Companies should not be penalised financially for failing to offer health at work services such as private medical insurance (PMI) and occupational health, Britain's largest health insurer has said.
BUPA was responding to calls from AXA PPP healthcare, its largest competitor and the UK's second largest PMI provider, for the government to consider the measure in an effort to promote greater health and wellbeing among the working population.
In an article in May's Health Insurance, Dudley Lusted, head of corporate business at AXA PPP, had said that companies which reject health at work services should incur a small increase in national insurance contributions.
Lusted had suggested that in "an ideal world" tax incentives would be enough to persuade employers to introduce more health benefits, but financial penalties might need to be considered for those who refuse to do so.
However, Fergus Kee, managing director of BUPA UK Health Insurance, said that tax incentives would be a more successful way of engaging employers in the health at work agenda.
Kee told Health Insurance that British businesses are "already penalised enough" and he did not agree with "burdening them with more punitive measures".
He added: "Our research shows that the carrot - not the stick - will be the most effective way of encouraging companies to do more to take care of the health of their staff, with over half of our business customers telling us that they would invest in more health at work services if tax disincentives were removed."
Last week, Kee told a conference organised by healthcare analyst Laing & Buisson that BUPA research shows nine out of ten employers want more support from the government to invest in health at work.
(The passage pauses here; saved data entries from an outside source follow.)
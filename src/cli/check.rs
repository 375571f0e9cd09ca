//! Check command handler.
//!
//! Implements the `check` subcommand: regenerate in place and fail if the
//! committed outputs were stale.

use crate::check::DriftChecker;
use crate::config::AppConfig;
use anyhow::{Context, Result};
use std::path::Path;

/// Run the check command
///
/// `config_file` is forwarded to the generator child so both processes see
/// the same configuration.
pub fn run_check(root: &Path, config: &AppConfig, config_file: Option<&Path>) -> Result<i32> {
    let mut checker = DriftChecker::new(
        root,
        &config.output.notices_file,
        &config.output.licenses_dir,
    )?;

    if let Some(file) = config_file {
        let exe = std::env::current_exe().context("cannot locate own executable")?;
        checker = checker.with_generator(
            exe,
            vec![
                "--config".to_string(),
                file.display().to_string(),
                "generate".to_string(),
            ],
        );
    }

    let outcome = checker.run()?;
    print!(
        "{}",
        outcome.render(
            &config.output.notices_file.display().to_string(),
            &config.output.licenses_dir.display().to_string(),
        )
    );
    Ok(outcome.exit_code())
}
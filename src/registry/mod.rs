//! Package registry metadata lookup.
//!
//! Registry failures are never fatal. Every lookup resolves to a
//! [`FetchOutcome`]; an unavailable outcome turns into a placeholder record
//! with the `UNKNOWN` license so the report can always be completed.
//!
//! [`MetadataSource`] is the seam between the pipeline and the network:
//! [`NuGetClient`] talks to the real registry, tests plug in fakes.

mod client;
mod nuspec;

pub use client::{NuGetClient, nuspec_url};
pub use nuspec::{NuspecFields, parse_nuspec, parse_nuspec_fields};

use crate::model::{LicenseMetadata, PackageRef, UNKNOWN_LICENSE};

/// Note recorded on components whose registry metadata could not be retrieved.
pub const UNAVAILABLE_NOTE: &str =
    "Unable to fetch nuspec metadata from nuget.org in this environment.";

/// Result of one registry lookup.
#[derive(Debug, Clone, PartialEq, Eq)]
pub enum FetchOutcome {
    /// Metadata was retrieved and parsed
    Fetched(LicenseMetadata),
    /// The lookup failed; `reason` is diagnostic only and never rendered
    Unavailable { reason: String },
}

impl FetchOutcome {
    /// Metadata to record for this outcome: the fetched record, or the
    /// unknown placeholder with an explanatory note.
    #[must_use]
    pub fn into_metadata(self) -> LicenseMetadata {
        match self {
            Self::Fetched(mut metadata) => {
                if metadata.license_name.trim().is_empty() {
                    metadata.license_name = UNKNOWN_LICENSE.to_string();
                }
                metadata
            }
            Self::Unavailable { .. } => LicenseMetadata::unknown(UNAVAILABLE_NOTE),
        }
    }

    #[must_use]
    pub const fn is_fetched(&self) -> bool {
        matches!(self, Self::Fetched(_))
    }
}

/// A source of license metadata for declared packages.
pub trait MetadataSource {
    /// Look up one package. Must not fail: errors become
    /// [`FetchOutcome::Unavailable`].
    fn fetch(&self, package: &PackageRef) -> FetchOutcome;

    /// Short name used in logs.
    fn name(&self) -> &'static str;
}

/// Counters for one run of registry lookups.
#[derive(Debug, Default, Clone, PartialEq, Eq)]
pub struct FetchStats {
    /// Lookups that returned metadata
    pub fetched: usize,
    /// Lookups that degraded to the placeholder
    pub unavailable: usize,
}

impl FetchStats {
    /// Record an outcome.
    pub fn record(&mut self, outcome: &FetchOutcome) {
        if outcome.is_fetched() {
            self.fetched += 1;
        } else {
            self.unavailable += 1;
        }
    }

    #[must_use]
    pub const fn total(&self) -> usize {
        self.fetched + self.unavailable
    }

    /// Log a summary of the lookups.
    pub fn log_summary(&self, source: &str) {
        tracing::info!(
            "Registry lookups ({}): {} fetched, {} unavailable",
            source,
            self.fetched,
            self.unavailable
        );
        if self.unavailable > 0 {
            tracing::warn!(
                "{} package(s) recorded with an UNKNOWN license",
                self.unavailable
            );
        }
    }
}

/// Fetch metadata for every package, in order.
///
/// Returns each package paired with the metadata to record, plus counters.
pub fn fetch_all(
    source: &dyn MetadataSource,
    packages: Vec<PackageRef>,
) -> (Vec<(PackageRef, LicenseMetadata)>, FetchStats) {
    let mut stats = FetchStats::default();
    let mut resolved = Vec::with_capacity(packages.len());

    for package in packages {
        let outcome = source.fetch(&package);
        stats.record(&outcome);
        if let FetchOutcome::Unavailable { reason } = &outcome {
            tracing::warn!("No metadata for {}: {}", package, reason);
        }
        resolved.push((package, outcome.into_metadata()));
    }

    (resolved, stats)
}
The same research shows that more than half would invest more if there were incentives to do so, he said.
Kee told the conference that Dame Carol Black, the UK's national director for health and work, has highlighted the need for companies to do more to support the health and wellbeing of their staff. According to Kee, though, when an employer provides treatment for a member of staff to return to work early following a non-work injury, there is a "double tax hit".
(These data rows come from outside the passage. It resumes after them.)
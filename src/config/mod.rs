//! Configuration module for notice-gen.
//!
//! - Type-safe configuration structures with defaults
//! - Validation for all configuration values
//! - YAML config file loading and discovery
//!
//! # Configuration File
//!
//! Place a `.notice-gen.yaml` file in the project root:
//!
//! ```yaml
//! bundled:
//!   dir: vendor
//! registry:
//!   timeout_secs: 10
//! ```

mod defaults;
pub mod file;
mod types;
mod validation;

pub use defaults::{
    DEFAULT_BUNDLED_DIR, DEFAULT_LICENSES_DIR, DEFAULT_MANIFEST_DIR, DEFAULT_MANIFEST_EXTENSION,
    DEFAULT_NOTICES_FILE, DEFAULT_REGISTRY_TIMEOUT_SECS, DEFAULT_REGISTRY_URL,
};
pub use types::{
    AppConfig, AppConfigBuilder, BundledConfig, ManifestConfig, OutputConfig, RegistryConfig,
};
pub use validation::{ConfigError, Validatable};

pub use file::{
    ConfigFileError, default_project_root, discover_config_file, find_git_root,
    generate_full_example_config, load_config_file, load_or_default, search_dirs,
};

/// Generate a JSON Schema for the `AppConfig` configuration format.
pub fn generate_json_schema() -> Result<String, serde_json::Error> {
    let schema = schemars::schema_for!(AppConfig);
    serde_json::to_string_pretty(&schema)
}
He said: "The employee incurs income tax on the benefit and the employer has to pay National Insurance contributions. If that treatment is funded through health insurance, there is a further insurance premium tax charge. So both the company and the receiver of healthcare are penalised."
Kee added: "We work with 80% of FTSE100 companies and thousands of smaller businesses across the country. The current tax treatment of workplace health provision is an obstacle and a strong disincentive. If removed, it would allow more companies to play their part in keeping Britain healthy.
"Investing in workplace health offers a triple win: better health for the individual, better productivity for the employer and increased profitability for UK plc."